THE PROBLEM:
Retype the full set of data, character for character.

THE DATA Start Marker

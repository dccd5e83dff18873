//! Secant root-finding algorithm.

use crate::error::{MathError, MathResult};
use crate::solvers::{SolverConfig, SolverMethod, SolverResult};

/// Secant root-finding algorithm.
///
/// Similar to Newton-Raphson but approximates the derivative using
/// the slope through the two most recent iterates. Does not require
/// an analytical derivative or a bracketing interval.
///
/// Convergence rate is superlinear (order ~1.618, the golden ratio).
/// Convergence is declared on the residual alone: `|f(x)| <= tolerance`.
///
/// # Arguments
///
/// * `f` - The function for which to find a root
/// * `x0` - First initial guess
/// * `x1` - Second initial guess (should be different from x0)
/// * `config` - Solver configuration
///
/// # Example
///
/// ```rust
/// use passthru_math::solvers::{secant, SolverConfig};
///
/// // Find root of x^2 - 2 (i.e., sqrt(2))
/// let f = |x: f64| x * x - 2.0;
///
/// let result = secant(f, 1.0, 2.0, &SolverConfig::default()).unwrap();
/// assert!((result.root - std::f64::consts::SQRT_2).abs() < 1e-10);
/// ```
pub fn secant<F>(f: F, x0: f64, x1: f64, config: &SolverConfig) -> MathResult<SolverResult>
where
    F: Fn(f64) -> f64,
{
    let mut x_prev = x0;
    let mut x_curr = x1;
    let mut f_prev = f(x_prev);
    let mut f_curr = f(x_curr);

    if !f_prev.is_finite() {
        return Err(MathError::NonFinite { x: x_prev });
    }
    if !f_curr.is_finite() {
        return Err(MathError::NonFinite { x: x_curr });
    }

    for iteration in 0..config.max_iterations {
        if f_curr.abs() <= config.tolerance {
            log::debug!("secant converged in {iteration} iterations: root = {x_curr}");
            return Ok(SolverResult {
                root: x_curr,
                iterations: iteration,
                residual: f_curr,
                method: SolverMethod::Secant,
            });
        }

        // Parallel secant line
        let denom = f_curr - f_prev;
        if denom.abs() < 1e-15 {
            return Err(MathError::DivisionByZero { value: denom });
        }

        let x_next = x_curr - f_curr * (x_curr - x_prev) / denom;
        let f_next = f(x_next);
        log::trace!("secant iteration {iteration}: x = {x_next}, f = {f_next:e}");

        if !f_next.is_finite() {
            return Err(MathError::NonFinite { x: x_next });
        }

        x_prev = x_curr;
        f_prev = f_curr;
        x_curr = x_next;
        f_curr = f_next;
    }

    if f_curr.abs() <= config.tolerance {
        return Ok(SolverResult {
            root: x_curr,
            iterations: config.max_iterations,
            residual: f_curr,
            method: SolverMethod::Secant,
        });
    }

    Err(MathError::convergence_failed(
        config.max_iterations,
        f_curr.abs(),
    ))
}

#[cfg(test)]
mod tests {
    use super::*;
    use approx::assert_relative_eq;

    #[test]
    fn test_sqrt_2() {
        let f = |x: f64| x * x - 2.0;

        let result = secant(f, 1.0, 2.0, &SolverConfig::default()).unwrap();

        assert_relative_eq!(result.root, std::f64::consts::SQRT_2, epsilon = 1e-10);
        assert_eq!(result.method, SolverMethod::Secant);
    }

    #[test]
    fn test_cube_root() {
        let f = |x: f64| x * x * x - 27.0;

        let result = secant(f, 2.0, 4.0, &SolverConfig::default()).unwrap();

        assert_relative_eq!(result.root, 3.0, epsilon = 1e-10);
    }

    #[test]
    fn test_sin() {
        let f = |x: f64| x.sin();

        let result = secant(f, 3.0, 3.5, &SolverConfig::default()).unwrap();

        assert_relative_eq!(result.root, std::f64::consts::PI, epsilon = 1e-10);
    }

    #[test]
    fn test_flat_secant_line() {
        let f = |_x: f64| 1.0;

        let result = secant(f, 0.0, 1.0, &SolverConfig::default());

        assert!(matches!(result, Err(MathError::DivisionByZero { .. })));
    }

    #[test]
    fn test_non_finite_seed() {
        let f = |x: f64| x.sqrt() - 1.0;

        assert!(matches!(
            secant(f, -1.0, 2.0, &SolverConfig::default()),
            Err(MathError::NonFinite { .. })
        ));
    }

    #[test]
    fn test_max_iterations() {
        let f = |x: f64| x * x * x - 27.0;
        let config = SolverConfig::new(1e-15, 2);

        let result = secant(f, 0.0, 10.0, &config);

        assert!(matches!(
            result,
            Err(MathError::ConvergenceFailed { iterations: 2, .. })
        ));
    }
}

THE DATA End Marker

RESPONSE TO THIS EXERCISE:
repository dccd5e83dff18873
//! Secant root-finding algorithm.

use crate::error::{MathError, MathResult};
use crate::solvers::{SolverConfig, SolverMethod, SolverResult};

/// Secant root-finding algorithm.
///
/// Similar to Newton-Raphson but approximates the derivative using
/// the slope through the two most recent iterates. Does not require
/// an analytical derivative or a bracketing interval.
///
/// Convergence rate is superlinear (order ~1.618, the golden ratio).
/// Convergence is declared on the residual alone: `|f(x)| <= tolerance`.
///
/// # Arguments
///
/// * `f` - The function for which to find a root
/// * `x0` - First initial guess
/// * `x1` - Second initial guess (should be different from x0)
/// * `config` - Solver configuration
///
/// # Example
///
/// ```rust
/// use passthru_math::solvers::{secant, SolverConfig};
///
/// // Find root of x^2 - 2 (i.e., sqrt(2))
/// let f = |x: f64| x * x - 2.0;
///
/// let result = secant(f, 1.0, 2.0, &SolverConfig::default()).unwrap();
/// assert!((result.root - std::f64::consts::SQRT_2).abs() < 1e-10);
/// ```
pub fn secant<F>(f: F, x0: f64, x1: f64, config: &SolverConfig) -> MathResult<SolverResult>
where
    F: Fn(f64) -> f64,
{
    let mut x_prev = x0;
    let mut x_curr = x1;
    let mut f_prev = f(x_prev);
    let mut f_curr = f(x_curr);

    if !f_prev.is_finite() {
        return Err(MathError::NonFinite { x: x_prev });
    }
    if !f_curr.is_finite() {
        return Err(MathError::NonFinite { x: x_curr });
    }

    for iteration in 0..config.max_iterations {
        if f_curr.abs() <= config.tolerance {
            log::debug!("secant converged in {iteration} iterations: root = {x_curr}");
            return Ok(SolverResult {
                root: x_curr,
                iterations: iteration,
                residual: f_curr,
                method: SolverMethod::Secant,
            });
        }

        // Parallel secant line
        let denom = f_curr - f_prev;
        if denom.abs() < 1e-15 {
            return Err(MathError::DivisionByZero { value: denom });
        }

        let x_next = x_curr - f_curr * (x_curr - x_prev) / denom;
        let f_next = f(x_next);
        log::trace!("secant iteration {iteration}: x = {x_next}, f = {f_next:e}");

        if !f_next.is_finite() {
            return Err(MathError::NonFinite { x: x_next });
        }

        x_prev = x_curr;
        f_prev = f_curr;
        x_curr = x_next;
        f_curr = f_next;
    }

    if f_curr.abs() <= config.tolerance {
        return Ok(SolverResult {
            root: x_curr,
            iterations: config.max_iterations,
            residual: f_curr,
            method: SolverMethod::Secant,
        });
    }

    Err(MathError::convergence_failed(
        config.max_iterations,
        f_curr.abs(),
    ))
}

#[cfg(test)]
mod tests {
    use super::*;
    use approx::assert_relative_eq;

    #[test]
    fn test_sqrt_2() {
        let f = |x: f64| x * x - 2.0;

        let result = secant(f, 1.0, 2.0, &SolverConfig::default()).unwrap();

        assert_relative_eq!(result.root, std::f64::consts::SQRT_2, epsilon = 1e-10);
        assert_eq!(result.method, SolverMethod::Secant);
    }

    #[test]
    fn test_cube_root() {
        let f = |x: f64| x * x * x - 27.0;

        let result = secant(f, 2.0, 4.0, &SolverConfig::default()).unwrap();

        assert_relative_eq!(result.root, 3.0, epsilon = 1e-10);
    }

    #[test]
    fn test_sin() {
        let f = |x: f64| x.sin();

        let result = secant(f, 3.0, 3.5, &SolverConfig::default()).unwrap();

        assert_relative_eq!(result.root, std::f64::consts::PI, epsilon = 1e-10);
    }

    #[test]
    fn test_flat_secant_line() {
        let f = |_x: f64| 1.0;

        let result = secant(f, 0.0, 1.0, &SolverConfig::default());

        assert!(matches!(result, Err(MathError::DivisionByZero { .. })));
    }

    #[test]
    fn test_non_finite_seed() {
        let f = |x: f64| x.sqrt() - 1.0;

        assert!(matches!(
            secant(f, -1.0, 2.0, &SolverConfig::default()),
            Err(MathError::NonFinite { .. })
        ));
    }

    #[test]
    fn test_max_iterations() {
        let f = |x: f64| x * x * x - 27.0;
        let config = SolverConfig::new(1e-15, 2);

        let result = secant(f, 0.0, 10.0, &config);

        assert!(matches!(
            result,
            Err(MathError::ConvergenceFailed { iterations: 2, .. })
        ));
    }
}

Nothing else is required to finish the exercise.